We identified adults (at least 40 yr) who underwent selected elective high- and intermediate-risk elective noncardiac surgical procedures between 2006 and 2017 in acute care hospitals in Ontario, Canada. As the most populous Canadian province, Ontario has over 14 million residents and accounts for about 38% of the overall Canadian population. The study cohort included 12 major noncardiac surgical groups: (1) aortic surgery (open and endovascular abdominal aortic repair); (2) peripheral artery disease procedures (above or below knee amputation, lower limb revascularization); (3) lung resection procedures (open pneumonectomy, open and video assisted thoracoscopic partial lung resection); (4) upper gastrointestinal procedures (partial liver resection, biliary bypass, Whipple’s resection, gastrectomy, esophagectomy); (5) lower gastrointestinal procedures (colorectal resection); (6) nephrectomy; (7) hysterectomy; (8) neurosurgery procedures (open craniotomy, posterior fossa surgery); (9) spine surgery; (10) total joint (hip or knee) replacement surgery; (11) shoulder surgery; and (12) prostatectomy.

If a patient underwent multiple eligible surgeries during the study period, only the first procedure was included. We excluded intraoperative deaths, interhospital transfers before surgery, and hospitals undertaking fewer than 50 cases of each surgical procedure during the study period.

Outcomes

The primary outcome was days alive and out of hospital at 30 days after surgery. It was calculated using information on mortality, hospital length of stay, and hospital readmissions between the date of the index surgery and the thirtieth postoperative day using validated sources from the Canadian Institute of Health Information Discharge Abstract Database.12  Our approach for calculating days alive and out of hospital was consistent with previous work performed by our group and others.13  In this previously employed approach, patients who died during this 30-day period were assigned a days alive and out of hospital of 0 days. For example, a patient who survived and was discharged 20 days after the indexed surgery had a days alive and out of hospital at 30 days of 10 days. If patients were readmitted to the hospital during this time frame, the number of days spent in hospital were subtracted from the final days alive and out of hospital at 30 days. Thus, a patient discharged on postoperative day 20 who was subsequently readmitted for 2 days on postoperative day 21 had a days alive and out of hospital at 30 days of 8 days. The secondary outcomes were days alive and out of hospital at 90 days and 180 days, and 30-day mortality. Days alive and out of hospital at 90 and 180 days were determined using similar calculations as days alive and out of hospital at 30 days, albeit using different time windows (i.e., 60 and 90 days after surgery).
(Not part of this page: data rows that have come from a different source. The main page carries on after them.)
//! 接收端（实体 B）
//!
//! 按序号缓存收到的包，只把从 `expected_seq` 开始连续的包交付给应用层。
//! 每收到一个包就回一个 ACK：未损坏时确认该包自己的序号（即使乱序），
//! 损坏时重复确认最后一个按序交付的序号。
//!
//! 只缓存接收窗口 `[expected_seq, expected_seq + WINDOWSIZE)` 内的包；
//! 窗口外的包是已交付过的旧包，照常确认但不缓存。

use tracing::debug;

use crate::error::TimerError;
use crate::net::{EntityId, Message, NetApi, PAYLOAD_LEN, Packet};
use crate::sim::Simulator;

use super::checksum::{compute_checksum, is_corrupted};
use super::config::GbnConfig;
use super::seq::SeqSpace;
use super::stats::ReceiverStats;

/// ACK 包的占位载荷
const ACK_FILLER: u8 = b'0';

#[derive(Debug, Clone)]
pub struct GbnReceiver {
    id: EntityId,
    space: SeqSpace,
    window_size: usize,
    expected_seq: usize,
    /// ACK 包自己的序号，在 0/1 之间交替，与数据序号空间无关
    ack_seq: i32,
    /// `Some` 即"已收到"标志，槽位总是存放同序号的包
    buffer: Vec<Option<Packet>>,
    stats: ReceiverStats,
}

impl GbnReceiver {
    /// B_init：期望序号 0，ACK 序号从 1 开始，缓冲区为空。
    pub fn new(cfg: GbnConfig) -> Self {
        let space = cfg.seq_space();
        Self {
            id: EntityId::B,
            space,
            window_size: cfg.window_size(),
            expected_seq: 0,
            ack_seq: 1,
            buffer: vec![None; space.size()],
            stats: ReceiverStats::default(),
        }
    }

    pub fn id(&self) -> EntityId {
        self.id
    }

    pub fn expected_seq(&self) -> usize {
        self.expected_seq
    }

    pub fn ack_seq(&self) -> i32 {
        self.ack_seq
    }

    pub fn is_buffered(&self, seq: usize) -> bool {
        self.buffer.get(seq).is_some_and(Option::is_some)
    }

    pub fn stats(&self) -> &ReceiverStats {
        &self.stats
    }

    /// B_input：收到数据包，必要时按序交付，并回一个 ACK。
    #[tracing::instrument(skip(self, pkt, sim, net), fields(seq = pkt.seq_num, expected = self.expected_seq))]
    pub fn on_input(
        &mut self,
        pkt: Packet,
        sim: &mut Simulator,
        net: &mut dyn NetApi,
    ) -> Result<(), TimerError> {
        let ack_num = match self.space.index(pkt.seq_num) {
            Some(seq) if !is_corrupted(&pkt) => {
                self.accept(seq, pkt, sim, net);
                seq
            }
            _ => {
                self.stats.corrupted_packets += 1;
                debug!(now = ?sim.now(), "收到损坏的数据包，重复确认最后按序交付的序号");
                self.space.prev(self.expected_seq)
            }
        };

        self.send_ack(ack_num, sim, net);
        Ok(())
    }

    /// `seq` 是否落在以 `expected_seq` 起始、长度为窗口大小的接收窗口内
    fn in_receive_window(&self, seq: usize) -> bool {
        self.space.distance(self.expected_seq, seq) < self.window_size
    }

    fn accept(&mut self, seq: usize, pkt: Packet, sim: &mut Simulator, net: &mut dyn NetApi) {
        if !self.in_receive_window(seq) {
            // 已交付过的旧包（例如超时重传）：不缓存，否则序号回绕后会被当作新数据交付。
            self.stats.stale_packets += 1;
            debug!(now = ?sim.now(), seq, "旧数据包，只回 ACK");
            return;
        }
        if self.buffer[seq].is_some() {
            self.stats.duplicate_packets += 1;
            debug!(now = ?sim.now(), seq, "数据包已在缓冲区中");
        } else {
            self.buffer[seq] = Some(pkt);
        }

        while let Some(buffered) = self.buffer[self.expected_seq].take() {
            debug!(now = ?sim.now(), seq = self.expected_seq, tag = %buffered.tag(), "按序交付给应用层");
            net.to_layer5(self.id, buffered.payload, sim);
            self.expected_seq = self.space.next(self.expected_seq);
            self.stats.packets_received += 1;
        }
    }

    fn send_ack(&mut self, ack_num: usize, sim: &mut Simulator, net: &mut dyn NetApi) {
        let mut ack = Packet {
            seq_num: self.ack_seq,
            ack_num: ack_num as i32,
            checksum: 0,
            payload: [ACK_FILLER; PAYLOAD_LEN],
        };
        ack.checksum = compute_checksum(&ack);
        self.ack_seq = (self.ack_seq + 1) % 2;

        debug!(now = ?sim.now(), ack = ack_num, "发送 ACK");
        net.to_layer3(self.id, ack, sim);
        self.stats.acks_sent += 1;
    }

    /// B_output：单向传输中接收端不产生应用数据。
    pub fn on_output(
        &mut self,
        _msg: Message,
        _sim: &mut Simulator,
        _net: &mut dyn NetApi,
    ) -> Result<(), TimerError> {
        Ok(())
    }

    /// B_timerinterrupt：接收端没有定时器。
    pub fn on_timer_interrupt(
        &mut self,
        _sim: &mut Simulator,
        _net: &mut dyn NetApi,
    ) -> Result<(), TimerError> {
        Ok(())
    }
}
use crate::error::TimerError;
use crate::net::{
    AppConfig, ChannelConfig, EntityId, Message, NOT_IN_USE, NetApi, NetWorld, PAYLOAD_LEN, Packet,
    Payload,
};
use crate::proto::gbn::{GbnConfig, compute_checksum};
use crate::sim::{Event, SimTime, Simulator, World};
use crate::viz::{VizEvent, VizLogger};

/// 记录所有调用的 `NetApi`，定时器规则与真实信道一致。
#[derive(Debug, Default)]
pub(crate) struct RecordingNet {
    pub sent: Vec<(EntityId, Packet)>,
    pub delivered: Vec<(EntityId, Payload)>,
    pub starts: Vec<(EntityId, SimTime)>,
    pub stops: Vec<EntityId>,
    running: [bool; 2],
}

impl RecordingNet {
    pub fn take_sent(&mut self) -> Vec<Packet> {
        self.sent.drain(..).map(|(_, p)| p).collect()
    }

    pub fn timer_running(&self, entity: EntityId) -> bool {
        self.running[entity.index()]
    }

    /// 模拟定时器到期：到期后定时器不再运行。
    pub fn expire(&mut self, entity: EntityId) {
        assert!(self.running[entity.index()], "no timer running for {entity}");
        self.running[entity.index()] = false;
    }
}

impl NetApi for RecordingNet {
    fn to_layer3(&mut self, from: EntityId, pkt: Packet, _sim: &mut Simulator) {
        self.sent.push((from, pkt));
    }

    fn to_layer5(&mut self, at: EntityId, payload: Payload, _sim: &mut Simulator) {
        self.delivered.push((at, payload));
    }

    fn start_timer(
        &mut self,
        entity: EntityId,
        increment: SimTime,
        _sim: &mut Simulator,
    ) -> Result<(), TimerError> {
        if self.running[entity.index()] {
            return Err(TimerError::AlreadyRunning { entity });
        }
        self.running[entity.index()] = true;
        self.starts.push((entity, increment));
        Ok(())
    }

    fn stop_timer(&mut self, entity: EntityId, _sim: &mut Simulator) -> Result<(), TimerError> {
        if !self.running[entity.index()] {
            return Err(TimerError::NotRunning { entity });
        }
        self.running[entity.index()] = false;
        self.stops.push(entity);
        Ok(())
    }
}

/// 构造一个校验和正确的数据包
pub(crate) fn data_packet(seq: i32, byte: u8) -> Packet {
    let mut pkt = Packet {
        seq_num: seq,
        ack_num: NOT_IN_USE,
        checksum: 0,
        payload: [byte; PAYLOAD_LEN],
    };
    pkt.checksum = compute_checksum(&pkt);
    pkt
}

/// 构造一个校验和正确的 ACK 包
pub(crate) fn ack_packet(ack: i32) -> Packet {
    let mut pkt = Packet {
        seq_num: 0,
        ack_num: ack,
        checksum: 0,
        payload: [b'0'; PAYLOAD_LEN],
    };
    pkt.checksum = compute_checksum(&pkt);
    pkt
}

/// 开启事件记录的仿真世界
pub(crate) fn traced_world(cfg: GbnConfig, chan: ChannelConfig, app: AppConfig) -> NetWorld {
    let mut w = NetWorld::new(cfg, chan, app).expect("valid config");
    w.net.viz = Some(VizLogger::default());
    w
}

pub(crate) fn viz_events(w: &NetWorld) -> &[VizEvent] {
    w.net.viz.as_ref().map(|v| v.events.as_slice()).unwrap_or_default()
}

/// 事件：在指定时刻让 A 的应用层交来一条内容为 `tag` 的消息
#[derive(Debug)]
pub(crate) struct Offer {
    pub tag: u8,
}

impl Event for Offer {
    fn execute(self: Box<Self>, sim: &mut Simulator, world: &mut dyn World) {
        let w = world
            .as_any_mut()
            .downcast_mut::<NetWorld>()
            .expect("world must be NetWorld");
        w.app_output(EntityId::A, Message::filled(self.tag), sim);
    }
}

/// 交付给 B 的载荷首字节，按交付顺序
pub(crate) fn delivered_tags(w: &NetWorld) -> Vec<u8> {
    w.net.delivered(EntityId::B).iter().map(|p| p[0]).collect()
}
The primary and secondary outcomes were defined a priori.

Principal Exposure

Socioeconomic status was characterized using median neighborhood household income from the 2016 Canadian Census data. Patients within the study cohort were linked to the dissemination area of their principal residence using the Statistics Canada Postal Code Conversion File. Dissemination areas, which cover all of Canada, are the smallest standard geographical area where census data are disseminated.14  The population of a dissemination area is approximately 400 to 700 people. On the basis of the median household income in each dissemination area, neighborhoods are ranked into quintiles. Individuals within quintile 1 reside in neighborhoods with the lowest median household income, whereas those within quintile 5 reside in neighborhoods with the highest median income.15  This approach to measuring socioeconomic status reflects the resources available in local neighborhoods, such as access to services and infrastructure.16  This approach has been used by previous medical and surgical studies that assessed the association of socioeconomic status with various health outcomes.14,17,18  Although neighborhood median household income provides an incomplete individual assessment of socioeconomic status, previous studies have shown it to be an acceptable proxy measure.19 

Covariates

Demographics (age, sex) were identified from the Registered Persons Database. Comorbidities (coronary artery disease, diabetes, hypertension, chronic obstructive pulmonary disease, asthma, stroke, chronic renal insufficiency, Charlson comorbidity index) were extracted from the Canadian Institute of Health Information Discharge Abstract Database (using International Classification of Diseases, Tenth Revision, codes from hospital admissions within 3 yr before the index surgery) and specialized validated Ontario databases.20–23  Serious postoperative complications (myocardial infarction; heart failure; stroke; pulmonary embolism; acute kidney injury; new requirement for dialysis; respiratory failure; infection; bleeding; wound dehiscence; postoperative biliary, air, or anastomotic leak) within 30 days after surgery were captured from the Canadian Institute of Health Information Discharge Abstract Database. Surgical information extracted included type and duration of the surgical procedure from the Canadian Institute of Health Information Discharge Abstract Database, which shows high accuracy.12  Preoperative specialty consultations, pulmonary function testing, transthoracic echocardiography, and cardiac stress testing within 6 months before surgery was extracted from the Ontario Health Insurance Plan database. Intraoperative invasive hemodynamic monitoring (arterial and central venous lines), epidural analgesia and postoperative intensive care unit admission was extracted from the Ontario Health Insurance Plan database and the Canadian Institute of Health Information Discharge Abstract Database. Hospital bed numbers and teaching status were obtained from the information about Ontario Healthcare Institutions Database.

Statistical Analysis

Patient characteristics (age, sex, comorbidities, surgery, surgery duration), hospital characteristics (teaching status, total bed number) and postoperative outcomes (days alive and out of hospital at 30, 90, and 180 days, 30-day mortality, length of stay) variables were described within strata defined by quintiles of neighborhood median household income using median (interquartile range) for continuous variables and frequency (percentage) for categorical variables.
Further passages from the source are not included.